* [Exercise directions]: Copy every line of the following data that includes the string "values".

* [Information]:

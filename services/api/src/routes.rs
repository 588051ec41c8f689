use crate::infra::AppState;
use axum::http::{header, StatusCode};
use axum::response::IntoResponse;
use axum::{Extension, Json};
use opportunity_match::applications::{application_router, ApplicationLifecycle};
use opportunity_match::matching::{match_router, InterestTag, WeightSettings};
use opportunity_match::store::RecordStore;
use serde_json::json;
use std::sync::Arc;

pub(crate) fn with_service_routes<S>(
    lifecycle: Arc<ApplicationLifecycle<S>>,
    weights: WeightSettings,
) -> axum::Router
where
    S: RecordStore + 'static,
{
    application_router(lifecycle)
        .merge(match_router(weights))
        .route("/api/v1/tags", axum::routing::get(tag_catalog))
        .route("/health", axum::routing::get(healthcheck))
        .route("/ready", axum::routing::get(readiness_endpoint))
        .route("/metrics", axum::routing::get(metrics_endpoint))
}

pub(crate) async fn healthcheck() -> Json<serde_json::Value> {
    Json(json!({ "status": "ok" }))
}

pub(crate) async fn tag_catalog() -> Json<&'static [InterestTag]> {
    Json(InterestTag::catalog())
}

pub(crate) async fn readiness_endpoint(Extension(state): Extension<AppState>) -> impl IntoResponse {
    let ready = state.readiness.load(std::sync::atomic::Ordering::Relaxed);
    let status = if ready {
        StatusCode::OK
    } else {
        StatusCode::SERVICE_UNAVAILABLE
    };

    let payload = if ready {
        json!({ "status": "ready" })
    } else {
        json!({ "status": "initializing" })
    };

    (status, Json(payload))
}

pub(crate) async fn metrics_endpoint(Extension(state): Extension<AppState>) -> impl IntoResponse {
    (
        StatusCode::OK,
        [(header::CONTENT_TYPE, "text/plain; version=0.0.4")],
        state.metrics.render(),
    )
}
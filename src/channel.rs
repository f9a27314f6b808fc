// src/channel.rs - Resolved channel descriptors and the three lookup tables
use serde::Serialize;
use std::collections::{BTreeMap, HashMap};
use std::fmt;
use std::path::{Path, PathBuf};
use std::str::FromStr;

use crate::board::PinDefinition;
use crate::error::{ResolveError, Result};
use crate::gpio::GpioLine;
use crate::pwm::PwmResolution;

/// Pin numbering mode selected by the caller.
#[derive(Debug, Clone, Copy, PartialEq, Eq, Hash)]
pub enum NumberingMode {
    Board,
    Bcm,
    Soc,
}

impl NumberingMode {
    pub const ALL: [NumberingMode; 3] = [NumberingMode::Board, NumberingMode::Bcm, NumberingMode::Soc];

    pub fn as_str(&self) -> &'static str {
        match self {
            NumberingMode::Board => "BOARD",
            NumberingMode::Bcm => "BCM",
            NumberingMode::Soc => "SOC",
        }
    }
}

impl FromStr for NumberingMode {
    type Err = String;

    fn from_str(s: &str) -> std::result::Result<Self, Self::Err> {
        match s.to_ascii_uppercase().as_str() {
            "BOARD" => Ok(NumberingMode::Board),
            "BCM" => Ok(NumberingMode::Bcm),
            "SOC" => Ok(NumberingMode::Soc),
            _ => Err(format!("unknown numbering mode '{}' (expected board, bcm or soc)", s)),
        }
    }
}

/// A pin identifier in one of the three numbering modes.
#[derive(Debug, Clone, PartialEq, Eq, Hash, PartialOrd, Ord, Serialize)]
#[serde(untagged)]
pub enum Channel {
    Board(u32),
    Bcm(u32),
    Soc(String),
}

impl Channel {
    pub fn mode(&self) -> NumberingMode {
        match self {
            Channel::Board(_) => NumberingMode::Board,
            Channel::Bcm(_) => NumberingMode::Bcm,
            Channel::Soc(_) => NumberingMode::Soc,
        }
    }

    pub fn of(pin: &PinDefinition, mode: NumberingMode) -> Self {
        match mode {
            NumberingMode::Board => Channel::Board(pin.board),
            NumberingMode::Bcm => Channel::Bcm(pin.bcm),
            NumberingMode::Soc => Channel::Soc(pin.soc.to_string()),
        }
    }
}

impl fmt::Display for Channel {
    fn fmt(&self, f: &mut fmt::Formatter<'_>) -> fmt::Result {
        match self {
            Channel::Board(n) | Channel::Bcm(n) => write!(f, "{}", n),
            Channel::Soc(name) => f.write_str(name),
        }
    }
}

/// Everything pin I/O needs to drive one channel.
#[derive(Debug, Clone, PartialEq, Eq, Serialize)]
pub struct ChannelInfo {
    pub channel: Channel,
    pub gpio_chip: u32,
    pub gpio_controller_dir: Option<PathBuf>,
    pub line: GpioLine,
    pub pwm_chip_dir: Option<PathBuf>,
    pub pwm_id: Option<u32>,
}

impl ChannelInfo {
    /// Hardware PWM chip directory and channel, when both are usable.
    pub fn pwm(&self) -> Option<(&Path, u32)> {
        match (&self.pwm_chip_dir, self.pwm_id) {
            (Some(dir), Some(id)) => Some((dir.as_path(), id)),
            _ => None,
        }
    }
}

/// Per-pin GPIO data computed by the resolver, indexed like the pin table.
#[derive(Debug, Clone)]
pub struct ResolvedGpio {
    pub controller_dir: Option<PathBuf>,
    pub line: GpioLine,
}

/// Header-pin, BCM and SoC-name tables for one board.
#[derive(Debug, Clone, Default, PartialEq, Eq, Serialize)]
pub struct ChannelTableSet {
    pub board: BTreeMap<u32, ChannelInfo>,
    pub bcm: BTreeMap<u32, ChannelInfo>,
    pub soc: BTreeMap<String, ChannelInfo>,
}

impl ChannelTableSet {
    /// Build all three tables. `gpio` is parallel to `pins`.
    ///
    /// Fails if two pins share a BOARD, BCM or SOC key.
    pub fn build(
        pins: &[PinDefinition],
        gpio: &[ResolvedGpio],
        pwm: &HashMap<String, PwmResolution>,
    ) -> Result<Self> {
        debug_assert_eq!(pins.len(), gpio.len());
        let mut tables = Self::default();
        for (pin, resolved) in pins.iter().zip(gpio) {
            let describe = |mode| ChannelInfo {
                channel: Channel::of(pin, mode),
                gpio_chip: pin.chip,
                gpio_controller_dir: resolved.controller_dir.clone(),
                line: resolved.line.clone(),
                pwm_chip_dir: pin
                    .pwm
                    .and_then(|p| pwm.get(p.controller))
                    .and_then(PwmResolution::chip_dir)
                    .cloned(),
                pwm_id: pin.pwm.map(|p| p.id),
            };
            let duplicate = tables.board.insert(pin.board, describe(NumberingMode::Board)).is_some()
                || tables.bcm.insert(pin.bcm, describe(NumberingMode::Bcm)).is_some()
                || tables.soc.insert(pin.soc.to_string(), describe(NumberingMode::Soc)).is_some();
            if duplicate {
                return Err(ResolveError::DuplicateChannel {
                    board: pin.board,
                    bcm: pin.bcm,
                    soc: pin.soc.to_string(),
                });
            }
        }
        Ok(tables)
    }

    pub fn get(&self, channel: &Channel) -> Option<&ChannelInfo> {
        match channel {
            Channel::Board(n) => self.board.get(n),
            Channel::Bcm(n) => self.bcm.get(n),
            Channel::Soc(name) => self.soc.get(name),
        }
    }

    /// Descriptors of one mode, in key order.
    pub fn table(&self, mode: NumberingMode) -> Vec<&ChannelInfo> {
        match mode {
            NumberingMode::Board => self.board.values().collect(),
            NumberingMode::Bcm => self.bcm.values().collect(),
            NumberingMode::Soc => self.soc.values().collect(),
        }
    }

    /// Channel count; identical for all three tables.
    pub fn len(&self) -> usize {
        self.board.len()
    }

    pub fn is_empty(&self) -> bool {
        self.board.is_empty()
    }

    pub fn pwm_capable(&self) -> usize {
        self.board.values().filter(|info| info.pwm().is_some()).count()
    }
}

* [Task output]:
            NumberingMode::Board => self.board.values().collect(),
            NumberingMode::Bcm => self.bcm.values().collect(),
            NumberingMode::Soc => self.soc.values().collect(),
        self.board.values().filter(|info| info.pwm().is_some()).count()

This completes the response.